Awesome
ReCU: Reviving the Dead Weights in Binary Neural Networks (Paper Link) .
Pytorch implementation of ReCU in ICCV 2021.
Tips
Any problem, please contact the first author (Email: ianhsu@stu.xmu.edu.cn).
Dependencies
- Python 3.7
- Pytorch 1.1.0
Citation
If you find ReCU useful in your research, please consider citing:
@inproceedings{xu2021recu,
title={ReCU: Reviving the Dead Weights in Binary Neural Networks},
author={Xu, Zihan and Lin, Mingbao and Liu, Jianzhuang and Chen, Jie and Shao, Ling and Gao, Yue and Tian, Yonghong and Ji, Rongrong},
booktitle={Proceedings of the International Conference on Computer Vision (ICCV)},
pages={5198--5208},
year={2021}
}
Training on CIFAR-10
python -u main.py \
--gpus 0 \
--model resnet18_1w1a (or resnet20_1w1a or vgg_small_1w1a) \
--results_dir ./result \
--data_path [DATA_PATH] \
--dataset cifar10 \
--epochs 600 \
--lr 0.1 \
-b 256 \
-bt 128 \
--lr_type cos \
--warm_up \
--weight_decay 5e-4 \
--tau_min 0.85 \
--tau_max 0.99 \
Optional arguments
optinal arguments:
--gpus Specify gpus, e.g., 0, 1
--seed Fix random seeds (Code efficiency will be slightly affected)
set to 0 to disable
default: 0
--model / -a Choose model
default: resnet18_1w1a
options: resnet20_1w1a / vgg_small_1w1a
--results_dir Path to save directory
--save Path to save folder
--data_path Path to dataset
--evaluate / -e Evaluate
--dataset Choose dataset
default: cifar10
options: cifar100 / tinyimagenet / imagenet
--epochs Number of training epochs
default: 600
--lr Initial learning rate
default: 0.1
--batch_size / -b Batch size
default: 256
--batch_size_test / -bt Evaluating batch size
default: 128
--momentum Momentum
default: 0.9
--workers Data loading workers
default: 8
--print_freq Print frequency
default: 100
--time_estimate Estimate finish time of the program
set to 0 to disable
default: 1
--lr_type Type of learning rate scheduler
default: cos (CosineAnnealingLR)
options: step (MultiStepLR)
--lr_decay_step If choose MultiStepLR, set milestones.
e.g., 30 60 90
--warm_up Use warm up
--weight_decay Weight decay
default: 5e-4
--tau_min Minimum of param τ in ReCU(x)
default: 0.85
--tau_max Maximum of param τ in ReCU(x)
default: 0.99
--resume Reload last checkpoint if the training is terminated by accident.
Results on CIFAR-10.
Quantized model Link | batch_size | batch_size_test | epochs | training method | Top-1 |
---|---|---|---|---|---|
resnet18_1w1a | 256 | 128 | 600 | vanilla | 92.8 |
resnet18_1w1a | 256 | 128 | 600 | finetune | 93.2 |
resnet20_1w1a | 256 | 128 | 600 | vanilla | 87.5 |
resnet20_1w1a | 256 | 128 | 600 | finetune | 88.0 |
vgg_small_1w1a | 256 | 128 | 600 | vanilla | 92.2 |
vgg_small_1w1a | 256 | 128 | 600 | finetune | 93.3 |
To ensure the reproducibility, please refer to our training details provided in the links for our quantized models.

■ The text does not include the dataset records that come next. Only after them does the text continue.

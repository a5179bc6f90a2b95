//! Configuration loading: error messages and file handling.

use assert_fs::prelude::*;
use predicates::prelude::predicate;
use wikimirror_core::{config, ConfigError, Site, Title};

const VALID: &str = r#"{
    "sites": {
        "src": {"fam": "wikipedia", "code": "en"},
        "dst": {"fam": "kiwix", "code": "en"}
    },
    "pages": ["Main Page"],
    "categories": [],
    "modifications": []
}"#;

#[test]
fn load_valid_file() {
    let dir = assert_fs::TempDir::new().expect("tempdir");
    let file = dir.child("mirror.json");
    file.write_str(VALID).expect("write");

    let cfg = config::load_at(file.path()).expect("load");
    assert_eq!(cfg.sites.dst, Site::new("kiwix", "en"));
    assert_eq!(cfg.pages, vec![Title::new("Main Page")]);
}

#[test]
fn load_missing_file_returns_not_found() {
    let dir = assert_fs::TempDir::new().expect("tempdir");
    let path = dir.path().join("absent.json");
    let err = config::load_at(&path).unwrap_err();
    assert!(matches!(err, ConfigError::NotFound { .. }), "got: {err}");
    assert!(err.to_string().contains("absent.json"));
}

#[test]
fn load_malformed_json_returns_parse_error_with_path() {
    let dir = assert_fs::TempDir::new().expect("tempdir");
    let file = dir.child("broken.json");
    file.write_str(r#"{"sites": {"src": "#).expect("write");

    let err = config::load_at(file.path()).unwrap_err();
    assert!(matches!(err, ConfigError::Parse { .. }), "got: {err}");
    let msg = err.to_string();
    assert!(msg.contains("broken.json"), "must contain file path, got: {msg}");
    let source_msg = match &err {
        ConfigError::Parse { source, .. } => source.to_string(),
        _ => unreachable!(),
    };
    assert!(!source_msg.is_empty(), "serde_json must provide error context");
}

#[test]
fn load_wrong_shape_returns_parse_error() {
    let dir = assert_fs::TempDir::new().expect("tempdir");
    let file = dir.child("list.json");
    file.write_str(r#"["this is a list, not an object"]"#).expect("write");

    let err = config::load_at(file.path()).unwrap_err();
    assert!(matches!(err, ConfigError::Parse { .. }), "got: {err}");
}

#[test]
fn loading_never_modifies_the_file() {
    let dir = assert_fs::TempDir::new().expect("tempdir");
    let file = dir.child("mirror.json");
    file.write_str(VALID).expect("write");

    config::load_at(file.path()).expect("load");
    file.assert(predicate::str::diff(VALID));
}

To verify the performance of our quantized models on CIFAR-10, please use the following command:
python -u main.py \
--gpus 0 \
-e [best_model_path] \
--model resnet18_1w1a (resnet20_1w1a or vgg_small_1w1a) \
--data_path [DATA_PATH] \
--dataset cifar10 \
-bt 128 \
Training on ImageNet
python -u main.py \
--gpus 0,1 \
--model resnet18_1w1a (or resnet34_1w1a) \
--results_dir ./result \
--data_path [DATA_PATH] \
--dataset imagenet \
--epochs 200 \
--lr 0.1 \
-b 512 \
-bt 256 \
--lr_type cos \
--warm_up \
--weight_decay 1e-4 \
--tau_min 0.85 \
--tau_max 0.99 \
Other arguments are the same as those on CIFAR-10.
Optional arguments
optinal arguments:
--model / -a Choose model
default: resnet18_1w1a
options: resnet34_1w1a
We provide two types of dataloaders for ImageNet by nvidia-dali and Pytorch respectively. We empirically find that the dataloader by nvidia-dali can offer higher training efficiency than Pytorch (14min vs 28min on 2 Tesla V100 for one epoch when training ResNet-18), but the model accuracy would be affected. The reported experimental results are on the basis of Pytorch. If interested, you can try dataloader by nvidia-dali via adding the optional argument --use_dali
to obtain a shorter training time.
Nvidia-dali package
# for CUDA 10
pip install --extra-index-url https://developer.download.nvidia.com/compute/redist nvidia-dali-cuda100
# for CUDA 11
pip install --extra-index-url https://developer.download.nvidia.com/compute/redist nvidia-dali-cuda110
Results on ImageNet
Quantized model Link | batch_size | batch_size_test | epochs | use_dali | training method | Top-1 | Top-5 |
---|---|---|---|---|---|---|---|
resnet18_1w1a | 512 | 256 | 200 | ✘ | vanilla | 60.98 | 82.57 |
resnet18_1w1a | 512 | 256 | 200 | ✘ | finetune | 61.20 | 82.93 |
resnet34_1w1a | 512 | 256 | 200 | ✘ | vanilla | 65.10 | 85.78 |
resnet34_1w1a | 512 | 256 | 200 | ✘ | finetune | 65.25 | 85.98 |
To ensure the reproducibility, please refer to our training details provided in the links for our quantized models. \
To verify the performance of our quantized models on ImageNet, please use the following command:
python -u main.py \
--gpu 0 \
-e [best_model_path] \
--model resnet18_1w1a (or resnet34_1w1a)\
--dataset imagenet \
--data_path [DATA_PATH] \
-bt 256 \
Comparison with SOTAs
We test our ReCU using the same ResNet-18 structure and training setttings as ReActNet, and obtain higher top-1 accuracy.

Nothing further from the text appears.